_Brief_: Copy each line of the following data that contains "applying".

_Source records_:
//! Expression evaluation and node rendering.
//!
//! Rendering walks the parsed node tree with a [`RenderContext`], which
//! owns the output buffer, the scope stack and any macros registered or
//! imported so far. Name resolution for calls goes macros first, then
//! engine functions, and silently evaluates to `null` when nothing
//! matches, so a template never fails on an undefined call.

use std::collections::HashMap;

use serde_json::{Map, Value};

use crate::engine::Inner;
use crate::error::{Error, Result};
use crate::value;
use stencil_parser::expr::{BinOp, Expr};
use stencil_parser::node::{MacroDef, Node};

/// Stack of lookup scopes. Innermost scope wins; assignment targets the
/// scope that already holds the variable, falling back to the root.
pub(crate) struct Scopes {
    stack: Vec<Map<String, Value>>,
}

impl Scopes {
    pub(crate) fn new(base: Map<String, Value>) -> Self {
        Self { stack: vec![base] }
    }

    pub(crate) fn push(&mut self, scope: Map<String, Value>) {
        self.stack.push(scope);
    }

    pub(crate) fn pop(&mut self) {
        if self.stack.len() > 1 {
            self.stack.pop();
        }
    }

    pub(crate) fn lookup(&self, segs: &[String]) -> Value {
        let Some(head) = segs.first() else {
            return Value::Null;
        };
        for scope in self.stack.iter().rev() {
            if let Some(v) = scope.get(head) {
                return value::walk(v, &segs[1..]);
            }
        }
        Value::Null
    }

    /// Assigns through a key path, creating intermediate objects as needed.
    pub(crate) fn assign(&mut self, segs: &[String], val: Value) {
        let Some(head) = segs.first() else { return };
        let idx = self
            .stack
            .iter()
            .rposition(|scope| scope.contains_key(head))
            .unwrap_or(0);
        let scope = &mut self.stack[idx];
        if segs.len() == 1 {
            scope.insert(head.clone(), val);
            return;
        }
        let mut cur = scope
            .entry(head.clone())
            .or_insert_with(|| Value::Object(Map::new()));
        for seg in &segs[1..segs.len() - 1] {
            if !cur.is_object() {
                *cur = Value::Object(Map::new());
            }
            cur = cur
                .as_object_mut()
                .expect("just coerced to object")
                .entry(seg.clone())
                .or_insert_with(|| Value::Object(Map::new()));
        }
        if !cur.is_object() {
            *cur = Value::Object(Map::new());
        }
        let last = segs.last().expect("len checked above");
        cur.as_object_mut()
            .expect("just coerced to object")
            .insert(last.clone(), val);
    }

    /// Flattens the stack into a single map, innermost scopes winning.
    pub(crate) fn flatten(&self) -> Map<String, Value> {
        let mut out = Map::new();
        for scope in &self.stack {
            for (k, v) in scope {
                out.insert(k.clone(), v.clone());
            }
        }
        out
    }
}

/// Mutable state of a single render.
pub struct RenderContext<'a> {
    pub(crate) env: &'a Inner,
    pub(crate) scopes: Scopes,
    pub(crate) macros: HashMap<String, MacroDef>,
    pub(crate) namespaces: HashMap<String, HashMap<String, MacroDef>>,
    /// Macro sets visible while rendering an imported macro body, so that
    /// imported macros can call their siblings without a namespace.
    pub(crate) siblings: Vec<HashMap<String, MacroDef>>,
    pub(crate) out: String,
    pub(crate) filename: Option<String>,
}

impl<'a> RenderContext<'a> {
    pub(crate) fn new(
        env: &'a Inner,
        base: Map<String, Value>,
        filename: Option<String>,
    ) -> Self {
        Self {
            env,
            scopes: Scopes::new(base),
            macros: HashMap::new(),
            namespaces: HashMap::new(),
            siblings: Vec::new(),
            out: String::new(),
            filename,
        }
    }

    /// Appends literal text to the output.
    pub fn write_str(&mut self, s: &str) {
        self.out.push_str(s);
    }

    /// Evaluates an expression against the current scopes.
    pub fn eval(&mut self, expr: &Expr) -> Result<Value> {
        eval(expr, self)
    }

    /// Renders child nodes into the output buffer.
    pub fn render_children(&mut self, nodes: &[Node]) -> Result<()> {
        render_nodes(nodes, self)
    }

    /// Renders child nodes into a fresh buffer and returns it, leaving the
    /// main output untouched.
    pub fn capture(&mut self, nodes: &[Node]) -> Result<String> {
        let saved = std::mem::take(&mut self.out);
        let result = render_nodes(nodes, self);
        let produced = std::mem::replace(&mut self.out, saved);
        result?;
        Ok(produced)
    }

    /// Pushes a fresh lookup scope for the duration of a tag body.
    pub fn push_scope(&mut self, scope: Map<String, Value>) {
        self.scopes.push(scope);
    }

    pub fn pop_scope(&mut self) {
        self.scopes.pop();
    }
}

pub(crate) fn render_nodes(nodes: &[Node], rctx: &mut RenderContext<'_>) -> Result<()> {
    for node in nodes {
        match node {
            Node::Text(text) => rctx.out.push_str(text),
            Node::Output { expr, .. } => {
                let v = eval(expr, rctx)?;
                let s = value::display(&v);
                rctx.out.push_str(&s);
            }
            Node::Tag(tag) => {
                let handler = rctx.env.tag(&tag.name).ok_or_else(|| {
                    Error::Render(format!("unknown tag \"{}\"", tag.name))
                })?;
                handler.render(tag, rctx)?;
            }
        }
    }
    Ok(())
}

pub(crate) fn eval(expr: &Expr, rctx: &mut RenderContext<'_>) -> Result<Value> {
    Ok(match expr {
        Expr::Str(s) => Value::String(s.clone()),
        Expr::Num(n) => value::number(*n),
        Expr::Bool(b) => Value::Bool(*b),
        Expr::Path(segs) => rctx.scopes.lookup(segs),
        Expr::Array(items) => {
            let mut out = Vec::with_capacity(items.len());
            for item in items {
                out.push(eval(item, rctx)?);
            }
            Value::Array(out)
        }
        Expr::Object(entries) => {
            let mut map = Map::new();
            for (key, item) in entries {
                map.insert(key.clone(), eval(item, rctx)?);
            }
            Value::Object(map)
        }
        Expr::Index(base, idx) => {
            let base = eval(base, rctx)?;
            let idx = eval(idx, rctx)?;
            value::index(&base, &idx)
        }
        Expr::Attr(base, key) => {
            let base = eval(base, rctx)?;
            value::walk(&base, std::slice::from_ref(key))
        }
        Expr::Not(inner) => {
            let v = eval(inner, rctx)?;
            Value::Bool(!value::truthy(&v))
        }
        Expr::BinOp(op, lhs, rhs) => eval_binop(*op, lhs, rhs, rctx)?,
        Expr::Filter(name, args) => {
            let mut evaled = Vec::with_capacity(args.len());
            for arg in args {
                evaled.push(eval(arg, rctx)?);
            }
            let input = evaled.remove(0);
            apply_filter(name, input, &evaled, rctx)?
        }
        Expr::FnCall(name, args) => {
            let args = eval_args(args, rctx)?;
            call_named(name, args, rctx)?
        }
        Expr::MethodCall(path, args) => {
            let args = eval_args(args, rctx)?;
            call_method(path, args, rctx)?
        }
        // A computed value is never callable in plain data contexts.
        Expr::CallValue(..) => Value::Null,
    })
}

fn eval_args(args: &[Expr], rctx: &mut RenderContext<'_>) -> Result<Vec<Value>> {
    let mut out = Vec::with_capacity(args.len());
    for arg in args {
        out.push(eval(arg, rctx)?);
    }
    Ok(out)
}

fn eval_binop(
    op: BinOp,
    lhs: &Expr,
    rhs: &Expr,
    rctx: &mut RenderContext<'_>,
) -> Result<Value> {
    // Logic operators short-circuit and yield the deciding operand, not a
    // boolean.
    match op {
        BinOp::And => {
            let l = eval(lhs, rctx)?;
            return if value::truthy(&l) { eval(rhs, rctx) } else { Ok(l) };
        }
        BinOp::Or => {
            let l = eval(lhs, rctx)?;
            return if value::truthy(&l) { Ok(l) } else { eval(rhs, rctx) };
        }
        _ => {}
    }

    let l = eval(lhs, rctx)?;
    let r = eval(rhs, rctx)?;
    Ok(match op {
        BinOp::Eq => Value::Bool(value::loose_eq(&l, &r)),
        BinOp::Ne => Value::Bool(!value::loose_eq(&l, &r)),
        BinOp::StrictEq => Value::Bool(value::strict_eq(&l, &r)),
        BinOp::StrictNe => Value::Bool(!value::strict_eq(&l, &r)),
        BinOp::Gt => Value::Bool(matches!(
            value::compare(&l, &r),
            Some(std::cmp::Ordering::Greater)
        )),
        BinOp::Gte => Value::Bool(matches!(
            value::compare(&l, &r),
            Some(std::cmp::Ordering::Greater | std::cmp::Ordering::Equal)
        )),
        BinOp::Lt => Value::Bool(matches!(
            value::compare(&l, &r),
            Some(std::cmp::Ordering::Less)
        )),
        BinOp::Lte => Value::Bool(matches!(
            value::compare(&l, &r),
            Some(std::cmp::Ordering::Less | std::cmp::Ordering::Equal)
        )),
        BinOp::In => Value::Bool(value::contains(&r, &l)),
        BinOp::Add => value::add(&l, &r),
        BinOp::Sub => value::arith(&l, &r, |x, y| x - y),
        BinOp::Mul => value::arith(&l, &r, |x, y| x * y),
        BinOp::Div => value::arith(&l, &r, |x, y| x / y),
        BinOp::Mod => value::arith(&l, &r, |x, y| x % y),
        BinOp::And | BinOp::Or => unreachable!("handled above"),
    })
}

pub(crate) fn apply_filter(
    name: &str,
    input: Value,
    args: &[Value],
    rctx: &mut RenderContext<'_>,
) -> Result<Value> {
    let func = {
        let filters = rctx.env.filters();
        match filters.get(name) {
            Some(entry) => entry.func.clone(),
            None => {
                return Err(Error::Render(format!("unknown filter \"{name}\"")));
            }
        }
    };
    func(input, args)
}

/// Call resolution: imported siblings, render-local macros, engine
/// functions, then a silent no-op.
fn call_named(name: &str, args: Vec<Value>, rctx: &mut RenderContext<'_>) -> Result<Value> {
    if let Some(def) = rctx.siblings.last().and_then(|set| set.get(name)).cloned() {
        return invoke_macro(&def, args, None, rctx);
    }
    if let Some(def) = rctx.macros.get(name).cloned() {
        return invoke_macro(&def, args, None, rctx);
    }
    let func = rctx.env.function(name);
    match func {
        Some(func) => func(&args),
        None => Ok(Value::Null),
    }
}

fn call_method(
    path: &[String],
    args: Vec<Value>,
    rctx: &mut RenderContext<'_>,
) -> Result<Value> {
    if path.len() == 2 {
        if let Some(set) = rctx.namespaces.get(&path[0]) {
            if let Some(def) = set.get(&path[1]).cloned() {
                let siblings = rctx.namespaces[&path[0]].clone();
                return invoke_macro(&def, args, Some(siblings), rctx);
            }
        }
    }
    // Method calls on data values have no behavior to dispatch to.
    Ok(Value::Null)
}

/// Runs a macro body in an isolated scope built from its parameters and
/// returns the captured output as a string.
pub(crate) fn invoke_macro(
    def: &MacroDef,
    args: Vec<Value>,
    siblings: Option<HashMap<String, MacroDef>>,
    rctx: &mut RenderContext<'_>,
) -> Result<Value> {
    let mut base = Map::new();
    let mut args = args.into_iter();
    for param in &def.params {
        base.insert(param.clone(), args.next().unwrap_or(Value::Null));
    }

    let saved_scopes = std::mem::replace(&mut rctx.scopes, Scopes::new(base));
    let saved_out = std::mem::take(&mut rctx.out);
    let pushed = siblings.is_some();
    if let Some(set) = siblings {
        rctx.siblings.push(set);
    }

    let result = render_nodes(&def.body, rctx);

    if pushed {
        rctx.siblings.pop();
    }
    let produced = std::mem::replace(&mut rctx.out, saved_out);
    rctx.scopes = saved_scopes;
    result?;
    Ok(Value::String(produced))
}

#[cfg(test)]
mod tests {
    use super::*;
    use serde_json::json;

    fn map(v: Value) -> Map<String, Value> {
        match v {
            Value::Object(m) => m,
            _ => panic!("expected object"),
        }
    }

    #[test]
    fn test_scope_lookup_shadowing() {
        let mut scopes = Scopes::new(map(json!({"x": 1, "y": 2})));
        scopes.push(map(json!({"x": 10})));
        assert_eq!(scopes.lookup(&["x".into()]), json!(10));
        assert_eq!(scopes.lookup(&["y".into()]), json!(2));
        scopes.pop();
        assert_eq!(scopes.lookup(&["x".into()]), json!(1));
    }

    #[test]
    fn test_assign_creates_path() {
        let mut scopes = Scopes::new(Map::new());
        scopes.assign(&["a".into(), "b".into(), "c".into()], json!(1));
        assert_eq!(
            scopes.lookup(&["a".into(), "b".into(), "c".into()]),
            json!(1)
        );
    }

    #[test]
    fn test_assign_targets_defining_scope() {
        let mut scopes = Scopes::new(map(json!({"x": 1})));
        scopes.push(Map::new());
        scopes.assign(&["x".into()], json!(5));
        scopes.pop();
        assert_eq!(scopes.lookup(&["x".into()]), json!(5));
    }

    #[test]
    fn test_flatten_inner_wins() {
        let mut scopes = Scopes::new(map(json!({"x": 1, "y": 2})));
        scopes.push(map(json!({"x": 10})));
        let flat = scopes.flatten();
        assert_eq!(flat.get("x"), Some(&json!(10)));
        assert_eq!(flat.get("y"), Some(&json!(2)));
    }
}
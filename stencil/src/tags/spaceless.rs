//! `spaceless`: collapses whitespace between HTML tags in the body.

use once_cell::sync::Lazy;
use regex::Regex;
use stencil_parser::node::{Arg, TagNode};
use stencil_parser::{ParseError, TagContext, TokenParser};

use crate::error::Result;
use crate::eval::RenderContext;
use crate::tags::{reject_args, Tag};

static BETWEEN_TAGS: Lazy<Regex> = Lazy::new(|| Regex::new(r">\s+<").expect("static pattern"));

pub(crate) struct SpacelessTag;

impl Tag for SpacelessTag {
    fn parse(
        &self,
        parser: &mut TokenParser<'_>,
        _ctx: &mut TagContext<'_>,
    ) -> std::result::Result<Vec<Arg>, ParseError> {
        reject_args(parser, "spaceless")?;
        Ok(Vec::new())
    }

    fn ends(&self) -> bool {
        true
    }

    fn render(&self, node: &TagNode, rctx: &mut RenderContext<'_>) -> Result<()> {
        let captured = rctx.capture(&node.content)?;
        let collapsed = BETWEEN_TAGS.replace_all(captured.trim(), "><");
        rctx.write_str(&collapsed);
        Ok(())
    }
}
use std::fmt;
use std::io;

pub use stencil_parser::ParseError;

pub type Result<I, E = Error> = std::result::Result<I, E>;

/// stencil error type
///
/// Parse errors keep their own line/file annotation; the remaining variants
/// cover template loading, inheritance resolution and render-time failures.
#[derive(Debug)]
#[non_exhaustive]
pub enum Error {
    /// The template source could not be parsed.
    Parse(ParseError),

    /// A template file could not be resolved or read.
    Load {
        path: String,
        source: Option<io::Error>,
    },

    /// An `extends` chain visited the same file twice.
    CircularExtends(String),

    /// Invalid engine configuration.
    Options(String),

    /// A filter rejected its input or arguments.
    Filter { name: String, msg: String },

    /// Generic render-time failure.
    Render(String),

    /// Formatting error while writing output.
    Fmt(fmt::Error),
}

impl std::error::Error for Error {
    fn source(&self) -> Option<&(dyn std::error::Error + 'static)> {
        match self {
            Error::Parse(err) => Some(err),
            Error::Load {
                source: Some(err), ..
            } => Some(err),
            Error::Fmt(err) => Some(err),
            _ => None,
        }
    }
}

impl fmt::Display for Error {
    fn fmt(&self, f: &mut fmt::Formatter<'_>) -> fmt::Result {
        match self {
            Error::Parse(err) => err.fmt(f),
            Error::Load { path, .. } => write!(f, "unable to load template {path}"),
            Error::CircularExtends(path) => {
                write!(f, "circular extends chain involving {path}")
            }
            Error::Options(msg) => write!(f, "invalid options: {msg}"),
            Error::Filter { name, msg } => {
                write!(f, "error applying filter \"{name}\": {msg}")
            }
            Error::Render(msg) => write!(f, "render error: {msg}"),
            Error::Fmt(err) => err.fmt(f),
        }
    }
}

impl From<ParseError> for Error {
    fn from(err: ParseError) -> Self {
        Error::Parse(err)
    }
}

impl From<fmt::Error> for Error {
    fn from(err: fmt::Error) -> Self {
        Error::Fmt(err)
    }
}

#[cfg(test)]
mod tests {
    use super::*;

    #[test]
    fn test_error_send_sync() {
        fn assert_send_sync<T: Send + Sync>() {}
        assert_send_sync::<Error>();
    }

    #[test]
    fn test_display() {
        let err = Error::Filter {
            name: "replace".into(),
            msg: "bad pattern".into(),
        };
        assert_eq!(
            err.to_string(),
            "error applying filter \"replace\": bad pattern"
        );
    }
}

_Solution below_:
                write!(f, "error applying filter \"{name}\": {msg}")
            "error applying filter \"replace\": bad pattern"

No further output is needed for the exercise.